*** Provided material ***

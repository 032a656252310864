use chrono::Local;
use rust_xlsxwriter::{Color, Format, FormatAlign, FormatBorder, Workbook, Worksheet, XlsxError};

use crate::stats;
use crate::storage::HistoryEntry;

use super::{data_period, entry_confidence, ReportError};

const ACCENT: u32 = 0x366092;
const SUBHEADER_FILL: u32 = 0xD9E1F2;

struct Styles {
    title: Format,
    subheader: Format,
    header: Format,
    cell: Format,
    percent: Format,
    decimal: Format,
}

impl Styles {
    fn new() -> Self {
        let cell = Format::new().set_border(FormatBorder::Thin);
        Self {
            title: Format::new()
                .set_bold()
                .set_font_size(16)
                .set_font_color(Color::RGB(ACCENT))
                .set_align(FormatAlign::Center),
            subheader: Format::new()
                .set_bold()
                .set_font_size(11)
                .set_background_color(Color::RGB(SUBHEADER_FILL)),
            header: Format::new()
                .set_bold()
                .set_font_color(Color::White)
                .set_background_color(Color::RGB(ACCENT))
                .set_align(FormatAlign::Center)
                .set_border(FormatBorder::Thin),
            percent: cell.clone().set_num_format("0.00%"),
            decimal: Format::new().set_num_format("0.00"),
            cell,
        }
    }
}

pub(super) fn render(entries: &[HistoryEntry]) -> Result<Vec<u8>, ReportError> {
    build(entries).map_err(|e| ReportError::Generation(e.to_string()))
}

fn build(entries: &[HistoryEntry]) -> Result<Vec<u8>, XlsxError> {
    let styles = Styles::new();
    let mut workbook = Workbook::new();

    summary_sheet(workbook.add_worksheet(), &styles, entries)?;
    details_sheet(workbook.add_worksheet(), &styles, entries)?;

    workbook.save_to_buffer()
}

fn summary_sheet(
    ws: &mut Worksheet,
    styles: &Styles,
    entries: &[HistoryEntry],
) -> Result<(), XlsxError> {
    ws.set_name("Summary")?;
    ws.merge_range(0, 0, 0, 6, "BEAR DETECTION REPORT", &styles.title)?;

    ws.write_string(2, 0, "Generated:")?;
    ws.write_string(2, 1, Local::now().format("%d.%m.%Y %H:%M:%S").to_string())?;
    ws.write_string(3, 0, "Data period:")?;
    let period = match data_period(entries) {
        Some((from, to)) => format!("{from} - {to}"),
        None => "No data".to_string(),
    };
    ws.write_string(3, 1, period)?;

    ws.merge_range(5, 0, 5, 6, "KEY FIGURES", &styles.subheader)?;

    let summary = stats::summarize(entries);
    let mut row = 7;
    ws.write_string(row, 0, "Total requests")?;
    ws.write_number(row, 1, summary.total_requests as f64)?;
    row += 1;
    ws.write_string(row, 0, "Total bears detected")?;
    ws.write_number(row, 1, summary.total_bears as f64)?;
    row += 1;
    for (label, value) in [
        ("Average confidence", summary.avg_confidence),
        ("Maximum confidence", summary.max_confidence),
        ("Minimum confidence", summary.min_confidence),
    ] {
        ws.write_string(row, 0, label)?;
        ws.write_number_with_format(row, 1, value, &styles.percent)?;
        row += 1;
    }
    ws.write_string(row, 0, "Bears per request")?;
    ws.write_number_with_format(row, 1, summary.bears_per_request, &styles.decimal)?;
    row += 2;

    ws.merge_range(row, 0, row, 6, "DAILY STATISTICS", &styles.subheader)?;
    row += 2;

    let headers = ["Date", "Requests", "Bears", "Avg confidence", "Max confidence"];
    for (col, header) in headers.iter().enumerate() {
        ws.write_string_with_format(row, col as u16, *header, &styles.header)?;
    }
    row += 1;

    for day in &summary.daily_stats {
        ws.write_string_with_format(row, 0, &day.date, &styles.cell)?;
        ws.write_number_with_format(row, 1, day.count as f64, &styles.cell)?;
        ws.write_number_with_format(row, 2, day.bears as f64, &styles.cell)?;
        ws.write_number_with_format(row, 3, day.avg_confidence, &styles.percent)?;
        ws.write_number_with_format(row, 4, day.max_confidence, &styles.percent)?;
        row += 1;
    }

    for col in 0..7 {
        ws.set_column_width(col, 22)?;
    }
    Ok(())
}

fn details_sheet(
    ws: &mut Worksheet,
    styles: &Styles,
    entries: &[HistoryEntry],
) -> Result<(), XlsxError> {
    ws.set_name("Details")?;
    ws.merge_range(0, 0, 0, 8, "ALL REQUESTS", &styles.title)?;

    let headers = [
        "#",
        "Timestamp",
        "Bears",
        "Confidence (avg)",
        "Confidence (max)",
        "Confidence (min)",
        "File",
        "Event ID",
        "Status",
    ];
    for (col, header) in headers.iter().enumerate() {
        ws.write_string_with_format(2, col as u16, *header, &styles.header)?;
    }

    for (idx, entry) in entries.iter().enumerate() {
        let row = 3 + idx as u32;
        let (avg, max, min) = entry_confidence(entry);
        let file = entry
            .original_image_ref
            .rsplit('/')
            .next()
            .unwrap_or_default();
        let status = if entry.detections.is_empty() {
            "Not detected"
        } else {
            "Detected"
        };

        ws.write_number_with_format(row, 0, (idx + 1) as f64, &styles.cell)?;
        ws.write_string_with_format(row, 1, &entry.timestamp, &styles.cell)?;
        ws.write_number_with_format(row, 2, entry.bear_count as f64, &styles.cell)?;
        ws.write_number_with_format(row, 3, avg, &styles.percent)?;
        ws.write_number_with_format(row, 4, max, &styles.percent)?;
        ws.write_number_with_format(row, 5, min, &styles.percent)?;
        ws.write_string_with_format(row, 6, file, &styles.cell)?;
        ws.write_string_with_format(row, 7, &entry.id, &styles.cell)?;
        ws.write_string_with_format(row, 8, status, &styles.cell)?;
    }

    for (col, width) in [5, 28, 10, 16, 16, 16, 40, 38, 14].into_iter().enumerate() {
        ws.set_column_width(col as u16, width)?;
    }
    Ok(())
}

*** End of Provided material ***

■ **What to work on**: Your answer should be the lines above, from the line containing "ws.set_column_width(col, 22)?;" up to and including the line containing "ws.write_string_with_format(row, 6, file, &styles.cell)?;", reproduced exactly and with nothing else.

■ **Result of this task**:
        ws.set_column_width(col, 22)?;
    }
    Ok(())
}

fn details_sheet(
    ws: &mut Worksheet,
    styles: &Styles,
    entries: &[HistoryEntry],
) -> Result<(), XlsxError> {
    ws.set_name("Details")?;
    ws.merge_range(0, 0, 0, 8, "ALL REQUESTS", &styles.title)?;

    let headers = [
        "#",
        "Timestamp",
        "Bears",
        "Confidence (avg)",
        "Confidence (max)",
        "Confidence (min)",
        "File",
        "Event ID",
        "Status",
    ];
    for (col, header) in headers.iter().enumerate() {
        ws.write_string_with_format(2, col as u16, *header, &styles.header)?;
    }

    for (idx, entry) in entries.iter().enumerate() {
        let row = 3 + idx as u32;
        let (avg, max, min) = entry_confidence(entry);
        let file = entry
            .original_image_ref
            .rsplit('/')
            .next()
            .unwrap_or_default();
        let status = if entry.detections.is_empty() {
            "Not detected"
        } else {
            "Detected"
        };

        ws.write_number_with_format(row, 0, (idx + 1) as f64, &styles.cell)?;
        ws.write_string_with_format(row, 1, &entry.timestamp, &styles.cell)?;
        ws.write_number_with_format(row, 2, entry.bear_count as f64, &styles.cell)?;
        ws.write_number_with_format(row, 3, avg, &styles.percent)?;
        ws.write_number_with_format(row, 4, max, &styles.percent)?;
        ws.write_number_with_format(row, 5, min, &styles.percent)?;
        ws.write_string_with_format(row, 6, file, &styles.cell)?;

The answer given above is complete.